The material below contains a line with "polar_to_cartesian(speed, angle)" and a line with "pub use vertex::Vertex;". Copy exactly those two lines and all lines between them.

[DATA SHOWN]

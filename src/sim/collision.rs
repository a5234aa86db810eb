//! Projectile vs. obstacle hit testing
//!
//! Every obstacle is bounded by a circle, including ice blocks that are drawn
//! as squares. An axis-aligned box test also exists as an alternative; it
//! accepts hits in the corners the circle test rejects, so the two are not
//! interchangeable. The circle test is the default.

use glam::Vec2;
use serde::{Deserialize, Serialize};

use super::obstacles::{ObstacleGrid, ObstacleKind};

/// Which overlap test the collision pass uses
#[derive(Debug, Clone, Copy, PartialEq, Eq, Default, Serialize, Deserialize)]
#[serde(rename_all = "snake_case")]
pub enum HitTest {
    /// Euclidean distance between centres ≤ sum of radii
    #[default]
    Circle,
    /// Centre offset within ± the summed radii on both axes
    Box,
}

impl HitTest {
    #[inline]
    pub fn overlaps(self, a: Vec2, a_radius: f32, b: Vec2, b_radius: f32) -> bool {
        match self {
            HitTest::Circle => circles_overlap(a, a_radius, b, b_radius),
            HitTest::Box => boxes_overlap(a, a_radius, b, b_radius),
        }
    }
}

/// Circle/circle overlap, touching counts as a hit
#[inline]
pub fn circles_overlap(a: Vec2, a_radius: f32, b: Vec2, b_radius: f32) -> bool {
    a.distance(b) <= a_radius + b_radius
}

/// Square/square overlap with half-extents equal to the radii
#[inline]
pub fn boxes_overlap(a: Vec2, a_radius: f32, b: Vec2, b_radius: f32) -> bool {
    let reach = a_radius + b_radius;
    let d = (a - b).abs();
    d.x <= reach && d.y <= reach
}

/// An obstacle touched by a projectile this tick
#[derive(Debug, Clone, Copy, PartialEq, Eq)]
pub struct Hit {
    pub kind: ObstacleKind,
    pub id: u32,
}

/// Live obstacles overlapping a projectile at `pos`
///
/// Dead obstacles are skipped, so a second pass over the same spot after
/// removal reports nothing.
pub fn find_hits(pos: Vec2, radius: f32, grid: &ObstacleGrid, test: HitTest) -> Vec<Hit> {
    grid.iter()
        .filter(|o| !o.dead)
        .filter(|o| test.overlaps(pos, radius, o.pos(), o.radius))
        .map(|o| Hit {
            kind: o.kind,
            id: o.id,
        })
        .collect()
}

[/DATA SHOWN]
[DATA SHOWN]

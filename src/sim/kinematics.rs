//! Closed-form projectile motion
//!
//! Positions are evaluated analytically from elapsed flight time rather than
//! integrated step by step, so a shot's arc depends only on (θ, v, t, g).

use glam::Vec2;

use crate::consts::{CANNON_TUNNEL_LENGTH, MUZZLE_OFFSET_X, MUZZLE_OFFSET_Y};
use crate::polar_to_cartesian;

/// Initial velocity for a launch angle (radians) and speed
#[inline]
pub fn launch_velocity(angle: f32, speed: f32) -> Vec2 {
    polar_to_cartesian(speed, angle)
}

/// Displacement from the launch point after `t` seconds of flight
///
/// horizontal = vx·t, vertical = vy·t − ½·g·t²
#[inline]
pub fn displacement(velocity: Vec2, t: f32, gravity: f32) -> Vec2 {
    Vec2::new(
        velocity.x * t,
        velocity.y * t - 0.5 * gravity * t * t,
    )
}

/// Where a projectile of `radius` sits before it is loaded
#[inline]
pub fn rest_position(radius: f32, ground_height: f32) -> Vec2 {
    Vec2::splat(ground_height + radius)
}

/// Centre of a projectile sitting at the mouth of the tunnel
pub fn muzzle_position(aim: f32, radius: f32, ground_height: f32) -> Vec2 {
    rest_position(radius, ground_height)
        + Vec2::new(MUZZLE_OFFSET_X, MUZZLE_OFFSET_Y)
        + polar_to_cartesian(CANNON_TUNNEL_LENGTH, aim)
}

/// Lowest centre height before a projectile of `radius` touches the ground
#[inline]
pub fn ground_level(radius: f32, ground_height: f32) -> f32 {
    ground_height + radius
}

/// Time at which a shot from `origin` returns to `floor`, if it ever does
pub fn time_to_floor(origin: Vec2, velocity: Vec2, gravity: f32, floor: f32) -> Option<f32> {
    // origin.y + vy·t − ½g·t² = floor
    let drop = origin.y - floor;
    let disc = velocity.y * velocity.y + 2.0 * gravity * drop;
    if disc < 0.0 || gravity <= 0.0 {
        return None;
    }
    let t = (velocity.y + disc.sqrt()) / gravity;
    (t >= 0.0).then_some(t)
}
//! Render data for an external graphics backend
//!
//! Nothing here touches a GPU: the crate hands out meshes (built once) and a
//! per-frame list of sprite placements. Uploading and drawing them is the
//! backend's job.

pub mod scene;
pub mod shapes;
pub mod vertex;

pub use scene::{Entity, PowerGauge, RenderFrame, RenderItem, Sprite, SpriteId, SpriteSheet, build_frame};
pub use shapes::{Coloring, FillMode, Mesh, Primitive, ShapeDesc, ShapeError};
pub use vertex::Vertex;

[/DATA SHOWN]

[SOLUTION FOR THIS PROBLEM]
    polar_to_cartesian(speed, angle)
}

/// Displacement from the launch point after `t` seconds of flight
///
/// horizontal = vx·t, vertical = vy·t − ½·g·t²
#[inline]
pub fn displacement(velocity: Vec2, t: f32, gravity: f32) -> Vec2 {
    Vec2::new(
        velocity.x * t,
        velocity.y * t - 0.5 * gravity * t * t,
    )
}

/// Where a projectile of `radius` sits before it is loaded
#[inline]
pub fn rest_position(radius: f32, ground_height: f32) -> Vec2 {
    Vec2::splat(ground_height + radius)
}

/// Centre of a projectile sitting at the mouth of the tunnel
pub fn muzzle_position(aim: f32, radius: f32, ground_height: f32) -> Vec2 {
    rest_position(radius, ground_height)
        + Vec2::new(MUZZLE_OFFSET_X, MUZZLE_OFFSET_Y)
        + polar_to_cartesian(CANNON_TUNNEL_LENGTH, aim)
}

/// Lowest centre height before a projectile of `radius` touches the ground
#[inline]
pub fn ground_level(radius: f32, ground_height: f32) -> f32 {
    ground_height + radius
}

/// Time at which a shot from `origin` returns to `floor`, if it ever does
pub fn time_to_floor(origin: Vec2, velocity: Vec2, gravity: f32, floor: f32) -> Option<f32> {
    // origin.y + vy·t − ½g·t² = floor
    let drop = origin.y - floor;
    let disc = velocity.y * velocity.y + 2.0 * gravity * drop;
    if disc < 0.0 || gravity <= 0.0 {
        return None;
    }
    let t = (velocity.y + disc.sqrt()) / gravity;
    (t >= 0.0).then_some(t)
}
//! Render data for an external graphics backend
//!
//! Nothing here touches a GPU: the crate hands out meshes (built once) and a
//! per-frame list of sprite placements. Uploading and drawing them is the
//! backend's job.

pub mod scene;
pub mod shapes;
pub mod vertex;

pub use scene::{Entity, PowerGauge, RenderFrame, RenderItem, Sprite, SpriteId, SpriteSheet, build_frame};
pub use shapes::{Coloring, FillMode, Mesh, Primitive, ShapeDesc, ShapeError};
pub use vertex::Vertex;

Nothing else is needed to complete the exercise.